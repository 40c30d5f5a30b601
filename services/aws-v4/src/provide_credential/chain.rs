use crate::Credential;
use async_trait::async_trait;
use chunksign_core::{Context, ProvideCredential, Result};
use log::{debug, warn};
use std::fmt::{self, Debug};

/// A chain of credential providers that will be tried in order.
///
/// The first provider returning a credential wins. Errors are logged and
/// the next provider is tried.
pub struct ProvideCredentialChain {
    providers: Vec<Box<dyn ProvideCredential<Credential = Credential>>>,
}

impl ProvideCredentialChain {
    /// Create a new empty credential provider chain.
    pub fn new() -> Self {
        Self {
            providers: Vec::new(),
        }
    }

    /// Add a credential provider to the chain.
    pub fn push(
        mut self,
        provider: impl ProvideCredential<Credential = Credential> + 'static,
    ) -> Self {
        self.providers.push(Box::new(provider));
        self
    }
}

impl Default for ProvideCredentialChain {
    fn default() -> Self {
        Self::new()
    }
}

impl Debug for ProvideCredentialChain {
    fn fmt(&self, f: &mut fmt::Formatter<'_>) -> fmt::Result {
        f.debug_struct("ProvideCredentialChain")
            .field("providers_count", &self.providers.len())
            .finish()
    }
}

#[async_trait]
impl ProvideCredential for ProvideCredentialChain {
    type Credential = Credential;

    async fn provide_credential(&self, ctx: &Context) -> Result<Option<Self::Credential>> {
        for provider in &self.providers {
            match provider.provide_credential(ctx).await {
                Ok(Some(cred)) => {
                    debug!("loaded credential from provider: {provider:?}");
                    return Ok(Some(cred));
                }
                Ok(None) => debug!("no credential found in provider: {provider:?}"),
                Err(e) => warn!("error loading credential from provider {provider:?}: {e:?}"),
            }
        }

        Ok(None)
    }
}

ASSIGNMENT: Pull out each record as written and restate it exactly.

REPLY:
repository 40c30d5f5a30b601
filename services/aws-v4/src/provide_credential/chain.rs
use crate::Credential;
use async_trait::async_trait;
use chunksign_core::{Context, ProvideCredential, Result};
use log::{debug, warn};
use std::fmt::{self, Debug};

/// A chain of credential providers that will be tried in order.
///
/// The first provider returning a credential wins. Errors are logged and
/// the next provider is tried.
pub struct ProvideCredentialChain {
    providers: Vec<Box<dyn ProvideCredential<Credential = Credential>>>,
}

impl ProvideCredentialChain {
    /// Create a new empty credential provider chain.
    pub fn new() -> Self {
        Self {
            providers: Vec::new(),
        }
    }

    /// Add a credential provider to the chain.
    pub fn push(
        mut self,
        provider: impl ProvideCredential<Credential = Credential> + 'static,
    ) -> Self {
        self.providers.push(Box::new(provider));
        self
    }
}

impl Default for ProvideCredentialChain {
    fn default() -> Self {
        Self::new()
    }
}

impl Debug for ProvideCredentialChain {
    fn fmt(&self, f: &mut fmt::Formatter<'_>) -> fmt::Result {
        f.debug_struct("ProvideCredentialChain")
            .field("providers_count", &self.providers.len())
            .finish()
    }
}

#[async_trait]
impl ProvideCredential for ProvideCredentialChain {
    type Credential = Credential;

    async fn provide_credential(&self, ctx: &Context) -> Result<Option<Self::Credential>> {
        for provider in &self.providers {
            match provider.provide_credential(ctx).await {
                Ok(Some(cred)) => {
                    debug!("loaded credential from provider: {provider:?}");
                    return Ok(Some(cred));
                }
                Ok(None) => debug!("no credential found in provider: {provider:?}"),
                Err(e) => warn!("error loading credential from provider {provider:?}: {e:?}"),
            }
        }

        Ok(None)
    }
}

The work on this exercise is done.